Children grow up playing sports, taking knocks and bumps along the way, and tumbling their way to adulthood. This has always been true, and is unlikely to ever change. Though sports can be risky, the fact that they also offer a myriad of mental and physical health benefits makes it all worthwhile.
Information about CTE caused by sports such as American Football, boxing, and even wrestling has made parents more aware of the serious damage that sports can cause. In the short term, injuries to the teeth and problems with dental health can be traumatizing to children and a financial burden to parents.
Here are some dental considerations to keep in mind while choosing a sport for your child — and some points to remember if your child is already playing one.
Children playing contact sports need mouth guards
We are not here to tell you to avoid contact sports altogether for your children. Every parent has his or her take on things, and we don’t judge. Contact sports are, however, undeniably associated with a higher risk of injuries to the teeth.
Most schools or coaching academies have become very good about insisting on helmets and mouth guards for their children nowadays.
Sports drinks are harmful to the teeth
It is very common to see student-athletes chugging sports drinks on the sidelines of their games to try and stay hydrated. There is conclusive research showing the harm that these drinks can do to the teeth — which includes wearing away enamel, making the teeth more vulnerable to decay, increasing acid levels in the mouth, and creating an environment in which harmful micro-organisms thrive.
Water is more than enough to provide the needed hydration to children.
Dehydration affects teeth too
We are not suggesting that dehydration should be taken lightly just because we don’t advocate the use of sports drinks on a regular basis. If your child tends to sweat a lot or you live in a warm and humid climate, the risk of dehydration from prolonged physical activity is quite serious. Dehydration can have many serious repercussions, but from a dental point of view, a dry mouth and a decreased amount of salivation are the more immediate things to worry about.
Saliva is responsible for protecting the teeth by maintaining a healthy pH level, providing the immune cells needed to fight the growth of harmful bacteria, and offering calcium/phosphorous ions to remineralize the teeth.
Drinking adequate amounts of water during and after sports is going to prevent dehydration, which also stops dental problems from accelerating. If there is some concern about the depletion of salt, glucose, or potassium in the body, that can be dealt with in a simple manner as well.
Avoid sports gels or sport-bars for quick energy boosts
Anything that promises nutrition and comes out of a tube in a pretty awful-tasting gel form must be looked at suspiciously. Most, if not all, of these quick energy-boost products come with sugar-laden ingredients that are terrible for the teeth. They are also pretty sticky and tend to stay on the teeth's surface for a longer time. This allows harmful, decay-causing, micro-organisms in the mouth to use the sugar as a substrate and produce tooth-destroying acid. A banana is something that is nutritious, healthy and provides an instant boost of nutrition to the body.
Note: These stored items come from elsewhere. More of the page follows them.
//! Auth Error Types
//!
//! This module provides auth-specific error variants that integrate
//! with the unified `kernel::error::AppError` system.
//!
//! Display strings of the user-facing variants are the exact messages shown
//! in the form banner.

use axum::http::StatusCode;
use axum::response::{IntoResponse, Response};
use kernel::error::{app_error::AppError, kind::ErrorKind};
use thiserror::Error;

use crate::application::classify::{EMAIL_IN_USE_MESSAGE, SignInFailure, SignUpFailure};
use crate::domain::form::FieldErrors;

/// Auth-specific result type alias
pub type AuthResult<T> = Result<T, AuthError>;

/// Auth-specific error variants
#[derive(Debug, Error)]
pub enum AuthError {
    /// One or more form fields failed validation
    #[error("Please correct the highlighted fields")]
    Validation(FieldErrors),

    /// Pre-flight check found the email already registered
    #[error("{}", EMAIL_IN_USE_MESSAGE)]
    EmailTaken,

    /// Same form already submitted and waiting on the provider
    #[error("A submission for this email is already in progress")]
    SubmissionInProgress,

    /// Provider refused a sign-in
    #[error("{}", .0.message())]
    SignInFailed(SignInFailure),

    /// Provider refused a sign-up
    #[error("{}", .0.message())]
    SignUpFailed(SignUpFailure),

    /// Database error
    #[error("Database error: {0}")]
    Database(#[from] sqlx::Error),

    /// Internal error
    #[error("Internal error: {0}")]
    Internal(String),
}

impl AuthError {
    /// Get the HTTP status code for this error
    pub fn status_code(&self) -> StatusCode {
        match self {
            AuthError::Validation(_) => StatusCode::UNPROCESSABLE_ENTITY,
            AuthError::EmailTaken | AuthError::SubmissionInProgress => StatusCode::CONFLICT,
            AuthError::SignInFailed(SignInFailure::InvalidCredentials) => StatusCode::UNAUTHORIZED,
            AuthError::SignInFailed(SignInFailure::AccountNotFound) => StatusCode::NOT_FOUND,
            AuthError::SignUpFailed(SignUpFailure::EmailInUse) => StatusCode::CONFLICT,
            AuthError::SignInFailed(SignInFailure::Unclassified)
            | AuthError::SignUpFailed(SignUpFailure::Unclassified) => StatusCode::BAD_GATEWAY,
            AuthError::Database(_) | AuthError::Internal(_) => StatusCode::INTERNAL_SERVER_ERROR,
        }
    }

    /// Get the ErrorKind for this error
    pub fn kind(&self) -> ErrorKind {
        match self {
            AuthError::Validation(_) => ErrorKind::UnprocessableEntity,
            AuthError::EmailTaken
            | AuthError::SubmissionInProgress
            | AuthError::SignUpFailed(SignUpFailure::EmailInUse) => ErrorKind::Conflict,
            AuthError::SignInFailed(SignInFailure::InvalidCredentials) => ErrorKind::Unauthorized,
            AuthError::SignInFailed(SignInFailure::AccountNotFound) => ErrorKind::NotFound,
            AuthError::SignInFailed(SignInFailure::Unclassified)
            | AuthError::SignUpFailed(SignUpFailure::Unclassified) => ErrorKind::BadGateway,
            AuthError::Database(_) | AuthError::Internal(_) => ErrorKind::InternalServerError,
        }
    }

    /// Per-field messages, when this is a validation failure
    pub fn field_errors(&self) -> Option<&FieldErrors> {
        match self {
            AuthError::Validation(errors) => Some(errors),
            _ => None,
        }
    }

    /// Convert to AppError
    pub fn to_app_error(&self) -> AppError {
        let error = AppError::new(self.kind(), self.to_string());

        match self {
            AuthError::Validation(errors) => error.with_details(errors.to_json()),
            AuthError::EmailTaken | AuthError::SignUpFailed(SignUpFailure::EmailInUse) => {
                error.with_action("Sign in with this email instead")
            }
            // Internals stay in the logs
            AuthError::Database(_) | AuthError::Internal(_) => {
                AppError::new(self.kind(), "Something went wrong. Please try again.")
            }
            _ => error,
        }
    }

    /// Log the error with appropriate level
    pub(crate) fn log(&self) {
        match self {
            AuthError::Database(e) => {
                tracing::error!(error = %e, "Auth database error");
            }
            AuthError::Internal(msg) => {
                tracing::error!(message = %msg, "Auth internal error");
            }
            AuthError::SubmissionInProgress => {
                tracing::warn!("Duplicate submission rejected");
            }
            _ => {
                tracing::debug!(error = %self, "Auth error");
            }
        }
    }
}

impl IntoResponse for AuthError {
    fn into_response(self) -> Response {
        self.log();
        self.to_app_error().into_response()
    }
}

impl From<AppError> for AuthError {
    fn from(err: AppError) -> Self {
        AuthError::Internal(err.to_string())
    }
}
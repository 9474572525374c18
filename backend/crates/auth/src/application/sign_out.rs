//! Sign Out Use Case
//!
//! Ends the provider session. The caller is always sent back to the landing
//! page, even when the provider call fails.

use std::sync::Arc;

use crate::application::navigation::Route;
use crate::domain::provider::AuthProvider;

/// Sign out use case
pub struct SignOutUseCase<P>
where
    P: AuthProvider,
{
    provider: Arc<P>,
}

impl<P> SignOutUseCase<P>
where
    P: AuthProvider,
{
    pub fn new(provider: Arc<P>) -> Self {
        Self { provider }
    }

    /// Sign out from current session
    pub async fn execute(&self, token: Option<&str>) -> Route {
        match token.filter(|t| !t.is_empty()) {
            Some(token) => match self.provider.sign_out(token).await {
                Ok(()) => tracing::info!("User signed out"),
                Err(e) => tracing::error!(error = %e, "Provider sign out failed"),
            },
            None => tracing::debug!("Sign out without a session"),
        }

        Route::Landing
    }
}
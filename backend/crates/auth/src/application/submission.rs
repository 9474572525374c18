//! Submission tracking
//!
//! One submission per (flow, email) may be in flight. A second submit for the
//! same key is refused until the first one finishes.

use std::collections::HashSet;
use std::sync::{Arc, Mutex, MutexGuard};

use crate::domain::provider::Flow;
use crate::error::{AuthError, AuthResult};

/// Registry of submissions currently talking to the provider
#[derive(Debug, Default)]
pub struct InFlightSubmissions {
    keys: Mutex<HashSet<String>>,
}

impl InFlightSubmissions {
    pub fn new() -> Self {
        Self::default()
    }

    /// Claim the key for `email`, or fail if it is already claimed
    pub fn begin(self: &Arc<Self>, flow: Flow, email: &str) -> AuthResult<Submission> {
        let key = Self::key(flow, email);

        if !self.lock().insert(key.clone()) {
            tracing::debug!(%flow, "Submission already in flight");
            return Err(AuthError::SubmissionInProgress);
        }

        Ok(Submission {
            registry: Arc::clone(self),
            key,
        })
    }

    fn key(flow: Flow, email: &str) -> String {
        format!("{flow}:{}", email.to_lowercase())
    }

    // A panic while holding the lock leaves the set itself intact.
    fn lock(&self) -> MutexGuard<'_, HashSet<String>> {
        self.keys.lock().unwrap_or_else(|poisoned| poisoned.into_inner())
    }
}

/// A claimed submission; the key is released on drop
#[derive(Debug)]
pub struct Submission {
    registry: Arc<InFlightSubmissions>,
    key: String,
}

impl Drop for Submission {
    fn drop(&mut self) {
        self.registry.lock().remove(&self.key);
    }
}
Prevention is much easier than cure
We would like to end this article with one of the oldest clichés, which you've surely already heard a zillion times. The thing about clichés, though, is that they often come from a strong place of truth. Dental emergencies like those that can occur during sports can be very expensive to treat.
They also will cause an interruption to your child’s sports season and could make him or her hesitant about getting back into the thick of things again. A student-athlete who struggles with tooth pain is not going to be able to perform at the highest level possible.